Saturday, 21 June 2025

DBA-Practical PostgreSQL Queries for Every DBA

 Managing a PostgreSQL database effectively requires a solid understanding of the key queries that help you monitor and maintain its performance and integrity. Whether you're a database administrator or a developer, having a set of reliable SQL commands at your fingertips can make troubleshooting, optimization, and general oversight much easier. In this post, I’ll share a curated list of essential PostgreSQL queries that cover various aspects of database management. These queries will serve as a handy reference to help you understand what's happening inside your database and ensure it runs smoothly.
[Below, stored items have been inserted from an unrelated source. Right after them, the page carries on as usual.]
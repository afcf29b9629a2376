//! Caller identity from request parameters and headers.
//!
//! URI parameters `user`, `password` and `quota_key` are read first. Basic
//! credentials in the `Authorization` header override `user` and `password`.
//! The quota key only ever comes from the parameters.

use axum::http::header::AUTHORIZATION;
use axum::http::HeaderMap;
use base64::prelude::*;
use olapgate_core::{Identity, DEFAULT_USER};
use std::collections::HashMap;
use tracing::debug;

/// Resolve the identity of a request. Never fails: missing values default.
pub fn resolve_identity(headers: &HeaderMap, params: &HashMap<String, String>) -> Identity {
    let param = |name: &str| params.get(name).cloned();

    let mut identity = Identity::new(
        param("user").unwrap_or_else(|| DEFAULT_USER.to_string()),
        param("password").unwrap_or_default(),
        param("quota_key").unwrap_or_default(),
    );

    if let Some(value) = headers.get(AUTHORIZATION) {
        match value.to_str().ok().and_then(parse_basic_auth) {
            Some((user, password)) => {
                identity.user = user;
                identity.password = password;
            }
            None => debug!("Ignoring malformed Authorization header"),
        }
    }

    identity
}

/// Decode `Basic <base64(user:password)>`.
fn parse_basic_auth(header: &str) -> Option<(String, String)> {
    let encoded = header.strip_prefix("Basic ")?;
    let decoded = BASE64_STANDARD.decode(encoded.trim()).ok()?;
    let credentials = String::from_utf8(decoded).ok()?;

    let mut parts = credentials.splitn(2, ':');
    let user = parts.next()?.to_string();
    let password = parts.next().unwrap_or("").to_string();
    Some((user, password))
}
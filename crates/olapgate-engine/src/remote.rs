//! Downstream HTTP SQL engine.
//!
//! The translated query is POSTed as the request body. The caller's identity
//! travels as Basic credentials plus `database` and `quota_key` parameters,
//! so the downstream server applies its own access control and quotas. The
//! response body is streamed through without buffering.

use async_trait::async_trait;
use futures::StreamExt;
use once_cell::sync::Lazy;
use olapgate_core::{
    ErrorCode, Execution, ExecutionContext, ExecutionError, ExecutionStats, GatewayError,
    LeafStats, QueryEngine,
};
use regex::Regex;
use std::sync::Arc;
use std::time::{Duration, Instant, SystemTime};
use tokio_util::sync::CancellationToken;
use tracing::debug;

use crate::handle::PlanHandle;
use crate::producer::spawn_producer;

/// Response header carrying the downstream read statistics as JSON.
pub const SUMMARY_HEADER: &str = "X-ClickHouse-Summary";

static ERROR_CODE_RE: Lazy<Regex> =
    Lazy::new(|| Regex::new(r"Code: (\d+)").expect("valid error code regex"));

/// Engine forwarding queries to a downstream server over HTTP.
#[derive(Debug, Clone)]
pub struct RemoteEngine {
    client: reqwest::Client,
    url: String,
    channel_capacity: usize,
}

impl RemoteEngine {
    pub fn new(
        url: impl Into<String>,
        connect_timeout: Duration,
        channel_capacity: usize,
    ) -> Result<Self, GatewayError> {
        let client = reqwest::Client::builder()
            .connect_timeout(connect_timeout)
            .build()
            .map_err(|e| library_error(&e))?;
        Ok(Self::with_client(client, url, channel_capacity))
    }

    pub fn with_client(
        client: reqwest::Client,
        url: impl Into<String>,
        channel_capacity: usize,
    ) -> Self {
        Self {
            client,
            url: url.into(),
            channel_capacity: channel_capacity.max(1),
        }
    }

}

#[async_trait]
impl QueryEngine for RemoteEngine {
    fn name(&self) -> &'static str {
        "remote"
    }

    async fn execute(
        &self,
        query: &str,
        ctx: &ExecutionContext,
    ) -> Result<Execution, GatewayError> {
        let quota = Arc::clone(ctx.quota());
        let now = SystemTime::now();
        quota.start_query(now).map_err(ExecutionError::from)?;

        let identity = ctx.identity();
        let settings = ctx.settings();
        let mut params = vec![
            ("database", settings.database.clone()),
            (
                "max_execution_time",
                settings.max_execution_time.as_secs().to_string(),
            ),
        ];
        if !identity.quota_key.is_empty() {
            params.push(("quota_key", identity.quota_key.clone()));
        }

        debug!(
            url = %self.url,
            user = %identity.user,
            client = %ctx.client_addr(),
            "Sending query to remote server"
        );
        let response = match self
            .client
            .post(&self.url)
            .basic_auth(&identity.user, Some(&identity.password))
            .query(&params)
            .body(query.to_string())
            .send()
            .await
        {
            Ok(response) => response,
            Err(err) => {
                quota.add_error(now);
                return Err(library_error(&err));
            }
        };

        let status = response.status();
        if !status.is_success() {
            quota.add_error(now);
            let message = match response.text().await {
                Ok(message) => message,
                Err(err) => {
                    debug!(error = %err, status = %status, "Failed to read remote error body");
                    String::new()
                }
            };
            return Err(remote_error(status.as_u16(), &message).into());
        }

        let summary = response
            .headers()
            .get(SUMMARY_HEADER)
            .and_then(|value| value.to_str().ok())
            .and_then(parse_summary);

        let plan = format!("RemoteSource ({})\n  {}", self.url, query);
        let stats = Arc::new(ExecutionStats::new());
        let producer_stats = Arc::clone(&stats);
        let cancel = CancellationToken::new();
        let started = Instant::now();

        let output = spawn_producer(self.channel_capacity, cancel.clone(), move |sender| {
            async move {
                let mut body = response.bytes_stream();
                let mut result_rows = 0u64;
                let mut result_bytes = 0u64;

                let streamed = async {
                    while let Some(chunk) = body.next().await {
                        let chunk = chunk.map_err(|e| library_error(&e))?;
                        result_rows += chunk.iter().filter(|b| **b == b'\n').count() as u64;
                        result_bytes += chunk.len() as u64;
                        sender.send(chunk).await?;
                    }
                    Ok::<(), GatewayError>(())
                }
                .await;

                let now = SystemTime::now();
                quota.add_execution_time(now, started.elapsed());
                if let Err(err) = streamed {
                    // A client disconnect cancels the stream and is not an error.
                    if sender.is_cancelled() {
                        debug!(rows = result_rows, "Remote stream stopped after cancellation");
                    } else {
                        quota.add_error(now);
                    }
                    return Err(err);
                }

                let leaf = summary.unwrap_or(LeafStats {
                    rows: result_rows,
                    bytes: result_bytes,
                });
                producer_stats.finish_with(leaf);
                quota.add_read(now, leaf.rows, leaf.bytes);
                quota.add_result(now, result_rows, result_bytes);
                Ok(())
            }
        });

        Ok(Execution::new(output, cancel).with_handle(PlanHandle::new(plan, stats)))
    }
}

fn library_error(err: &reqwest::Error) -> GatewayError {
    let code = err.status().map(|s| i32::from(s.as_u16())).unwrap_or(0);
    GatewayError::library(code, err)
}

/// Map a non-2xx response, keeping the remote `Code: N` when present.
fn remote_error(status: u16, message: &str) -> ExecutionError {
    let code = ERROR_CODE_RE
        .captures(message)
        .and_then(|caps| caps.get(1))
        .and_then(|m| m.as_str().parse::<i32>().ok())
        .map(ErrorCode)
        .unwrap_or(ErrorCode::RECEIVED_ERROR_FROM_REMOTE_IO_SERVER);

    ExecutionError::Remote {
        code,
        status,
        message: message.trim().to_string(),
    }
}

/// Read `read_rows` / `read_bytes` from the summary header.
///
/// Values may be JSON numbers or numeric strings.
fn parse_summary(header: &str) -> Option<LeafStats> {
    let summary: serde_json::Value = serde_json::from_str(header).ok()?;
    let field = |name: &str| match summary.get(name)? {
        serde_json::Value::String(s) => s.parse::<u64>().ok(),
        serde_json::Value::Number(n) => n.as_u64(),
        _ => None,
    };
    Some(LeafStats {
        rows: field("read_rows")?,
        bytes: field("read_bytes")?,
    })
}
PostgreSQL Monitoring Query:

Check Postgres version:

One of the most basic command

SELECT pg_catalog.version();

Postgres query to generate Create table statements:

There are some time you need to generate create table statement and run on some other environment to create the identical table structure , same like “show create table in mysql”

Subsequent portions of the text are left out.